_Problem statement_: All of the data should be restated word for word.

(Stored items)
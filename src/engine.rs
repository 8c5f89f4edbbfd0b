//! The localization engine facade.
//!
//! Composes the resource loader, single-flight load cache, translation
//! store, key resolver, interpolation engine, and language-change
//! notifier behind one handle. Cloning the handle shares the underlying
//! engine.

use std::collections::HashMap;
use std::sync::atomic::{
    AtomicBool,
    Ordering,
};
use std::sync::{
    Arc,
    Mutex,
    MutexGuard,
    PoisonError,
    RwLock,
};

use futures::FutureExt;
use futures::future::{
    BoxFuture,
    Shared,
};
use tokio::sync::watch;

use crate::config::{
    EngineConfig,
    InterpolationMethod,
};
use crate::error::TranslationError;
use crate::interpolate::{
    self,
    Context,
    Params,
};
use crate::loader::{
    FsLoader,
    ResourceLoader,
};
use crate::notifier::LanguageChangeNotifier;
use crate::resolver;
use crate::store::{
    self,
    TranslationStore,
};
use crate::types::{
    EngineState,
    LanguageChangeEvent,
    LanguageId,
    TranslationMap,
};

/// Outcome observed by every caller awaiting the same in-flight load.
type LoadOutcome = Result<Arc<TranslationMap>, TranslationError>;

/// Handle to an in-flight load; clones share one underlying future.
type SharedLoad = Shared<BoxFuture<'static, LoadOutcome>>;

/// The localization engine.
///
/// Resolves translation keys to interpolated strings for the active
/// language, loading per-language resources on demand, collapsing
/// concurrent loads for the same language into one request, falling back
/// to a secondary language on key misses, and notifying subscribers when
/// the active language changes.
///
/// `get` and its variants are synchronous and never trigger a load; a
/// language must have been loaded via [`set_language`] or
/// [`load_language`] before its keys resolve.
///
/// [`set_language`]: I18nEngine::set_language
/// [`load_language`]: I18nEngine::load_language
#[derive(Clone)]
pub struct I18nEngine {
    inner: Arc<EngineInner>,
}
//! Strategy B: independent replacement passes.
//!
//! Same grammars and unresolved-placeholder policy as the segmented
//! strategy, implemented as regex replacement passes: one positional
//! pass, or a `${name}` pass followed by a `{{name}}` pass. Infallible,
//! which is what makes it the fallback for the `auto` policy.

use std::collections::HashMap;
use std::sync::LazyLock;

use regex::{
    Captures,
    Regex,
};

use super::params::{
    Context,
    Params,
    Value,
};

// patterns are literals
#[allow(clippy::unwrap_used)]
static POSITIONAL: LazyLock<Regex> = LazyLock::new(|| Regex::new(r"\{\{(\d+)\}\}").unwrap());
#[allow(clippy::unwrap_used)]
static NAMED_DOLLAR: LazyLock<Regex> =
    LazyLock::new(|| Regex::new(r"\$\{([A-Za-z0-9_]+)\}").unwrap());
#[allow(clippy::unwrap_used)]
static NAMED_BRACE: LazyLock<Regex> =
    LazyLock::new(|| Regex::new(r"\{\{([A-Za-z0-9_]+)\}\}").unwrap());

/// Interpolates `params` into `template` by replacement passes.
pub(super) fn interpolate(template: &str, params: &Params, context: &Context) -> String {
    match params {
        Params::Positional(values) => replace_positional(template, values, context),
        Params::Named(values) => {
            let after_dollar = replace_named(&NAMED_DOLLAR, template, values, context);
            replace_named(&NAMED_BRACE, &after_dollar, values, context)
        }
    }
}

fn replace_positional(template: &str, values: &[Value], context: &Context) -> String {
    POSITIONAL
        .replace_all(template, |caps: &Captures<'_>| {
            caps.get(1)
                .and_then(|index| index.as_str().parse::<usize>().ok())
                .and_then(|index| values.get(index))
                .and_then(|value| value.evaluate(context).render())
                .unwrap_or_else(|| whole_match(caps))
        })
        .into_owned()
}

fn replace_named(
    pattern: &Regex,
    template: &str,
    values: &HashMap<String, Value>,
    context: &Context,
) -> String {
    pattern
        .replace_all(template, |caps: &Captures<'_>| {
            caps.get(1)
                .and_then(|name| values.get(name.as_str()))
                .and_then(|value| value.evaluate(context).render())
                .unwrap_or_else(|| whole_match(caps))
        })
        .into_owned()
}

/// The full placeholder text, restored when its value is absent.
fn whole_match(caps: &Captures<'_>) -> String {
    caps.get(0).map_or_else(String::new, |m| m.as_str().to_string())
}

_Answer to this exercise_:
filename src/engine.rs
repository 8c5f89f4edbbfd0b
//! The localization engine facade.
//!
//! Composes the resource loader, single-flight load cache, translation
//! store, key resolver, interpolation engine, and language-change
//! notifier behind one handle. Cloning the handle shares the underlying
//! engine.

use std::collections::HashMap;
use std::sync::atomic::{
    AtomicBool,
    Ordering,
};
use std::sync::{
    Arc,
    Mutex,
    MutexGuard,
    PoisonError,
    RwLock,
};

use futures::FutureExt;
use futures::future::{
    BoxFuture,
    Shared,
};
use tokio::sync::watch;

use crate::config::{
    EngineConfig,
    InterpolationMethod,
};
use crate::error::TranslationError;
use crate::interpolate::{
    self,
    Context,
    Params,
};
use crate::loader::{
    FsLoader,
    ResourceLoader,
};
use crate::notifier::LanguageChangeNotifier;
use crate::resolver;
use crate::store::{
    self,
    TranslationStore,
};
use crate::types::{
    EngineState,
    LanguageChangeEvent,
    LanguageId,
    TranslationMap,
};

/// Outcome observed by every caller awaiting the same in-flight load.
type LoadOutcome = Result<Arc<TranslationMap>, TranslationError>;

/// Handle to an in-flight load; clones share one underlying future.
type SharedLoad = Shared<BoxFuture<'static, LoadOutcome>>;

/// The localization engine.
///
/// Resolves translation keys to interpolated strings for the active
/// language, loading per-language resources on demand, collapsing
/// concurrent loads for the same language into one request, falling back
/// to a secondary language on key misses, and notifying subscribers when
/// the active language changes.
///
/// `get` and its variants are synchronous and never trigger a load; a
/// language must have been loaded via [`set_language`] or
/// [`load_language`] before its keys resolve.
///
/// [`set_language`]: I18nEngine::set_language
/// [`load_language`]: I18nEngine::load_language
#[derive(Clone)]
pub struct I18nEngine {
    inner: Arc<EngineInner>,
}
//! Strategy B: independent replacement passes.
//!
//! Same grammars and unresolved-placeholder policy as the segmented
//! strategy, implemented as regex replacement passes: one positional
//! pass, or a `${name}` pass followed by a `{{name}}` pass. Infallible,
//! which is what makes it the fallback for the `auto` policy.

use std::collections::HashMap;
use std::sync::LazyLock;

use regex::{
    Captures,
    Regex,
};

use super::params::{
    Context,
    Params,
    Value,
};

// patterns are literals
#[allow(clippy::unwrap_used)]
static POSITIONAL: LazyLock<Regex> = LazyLock::new(|| Regex::new(r"\{\{(\d+)\}\}").unwrap());
#[allow(clippy::unwrap_used)]
static NAMED_DOLLAR: LazyLock<Regex> =
    LazyLock::new(|| Regex::new(r"\$\{([A-Za-z0-9_]+)\}").unwrap());
#[allow(clippy::unwrap_used)]
static NAMED_BRACE: LazyLock<Regex> =
    LazyLock::new(|| Regex::new(r"\{\{([A-Za-z0-9_]+)\}\}").unwrap());

/// Interpolates `params` into `template` by replacement passes.
pub(super) fn interpolate(template: &str, params: &Params, context: &Context) -> String {
    match params {
        Params::Positional(values) => replace_positional(template, values, context),
        Params::Named(values) => {
            let after_dollar = replace_named(&NAMED_DOLLAR, template, values, context);
            replace_named(&NAMED_BRACE, &after_dollar, values, context)
        }
    }
}

fn replace_positional(template: &str, values: &[Value], context: &Context) -> String {
    POSITIONAL
        .replace_all(template, |caps: &Captures<'_>| {
            caps.get(1)
                .and_then(|index| index.as_str().parse::<usize>().ok())
                .and_then(|index| values.get(index))
                .and_then(|value| value.evaluate(context).render())
                .unwrap_or_else(|| whole_match(caps))
        })
        .into_owned()
}

fn replace_named(
    pattern: &Regex,
    template: &str,
    values: &HashMap<String, Value>,
    context: &Context,
) -> String {
    pattern
        .replace_all(template, |caps: &Captures<'_>| {
            caps.get(1)
                .and_then(|name| values.get(name.as_str()))
                .and_then(|value| value.evaluate(context).render())
                .unwrap_or_else(|| whole_match(caps))
        })
        .into_owned()
}

/// The full placeholder text, restored when its value is absent.
fn whole_match(caps: &Captures<'_>) -> String {
    caps.get(0).map_or_else(String::new, |m| m.as_str().to_string())
}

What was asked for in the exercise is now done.